One notable designer, Michaela Stark, embraces and accentuates the natural curves of bellies and love handles in her lingerie collections, rather than concealing them. In "The Tour," Stark reveals that she decided to be part of the film to challenge the body dysmorphia she experienced while watching previous Victorias Secret shows.
"In high school, it was a significant event. However, there was also a prevailing culture of avoiding meals after witnessing it," she mentioned in the documentary, moments before showcasing plus-size models adorned in iconic Victoria's Secret runway outfits.
London-based designer Supriya Lele was inspired by ancient Indian sculpture and a dash of punk fashion.
Courtesy Victorias Secret
But, despite the talented artists Victorias Secret has assembled, "The Tour" feels disjointed. Instead of being a grand event like the original fashion show, it consists of short films that only provide fleeting moments, subdued runways, and storytelling that fails to delve deeper. The production features prominent figures such as Doja Cat and Afro-Colombian singer Goyo, along with various snippets of interviews, music videos, dance-activism footage, behind-the-scenes glimpses of art-making and design, and poetic audio from writers, as well as unconventional performance art.
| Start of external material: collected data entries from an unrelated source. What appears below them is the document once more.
//! Core policy model, evaluation and activation

pub mod acl;
pub mod activation;
pub mod constraint;
pub mod error;
pub mod events;
pub mod expression;
pub mod external;
pub mod legacy;
pub mod policy;
pub mod principal;
pub mod temporary;
pub mod validation;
Is Victoria's Secret's image overhaul sufficient to regain relevance? The film fails to explain the reason behind the inclusion of this specific group of artists in the VS20beyond "The Tour" and their connection to the bedazzled corsets and leather two-piece ensembles from the Victorias Secret Collection, which are oddly presented as an intermission between other segments.
"The Tour" is undoubtedly intended to reinvent and redefine the identity of VS, but what exactly is that? As the company bid farewell to its "Angels" and introduced its new ambassadors known as the "VS Collective," featuring renowned figures like Priyanka Chopra Jonas and Megan Rapinoe, and brought back iconic faces like Campbell and Lima for impressive campaigns, the progress of its lingerie line has arguably been unremarkable and forgotten.
The "new" VS may be exploring more empowering and inclusive concepts of femininity and allure, but whether the brand has truly discovered itself through introspective endeavors like "The Tour" remains uncertain.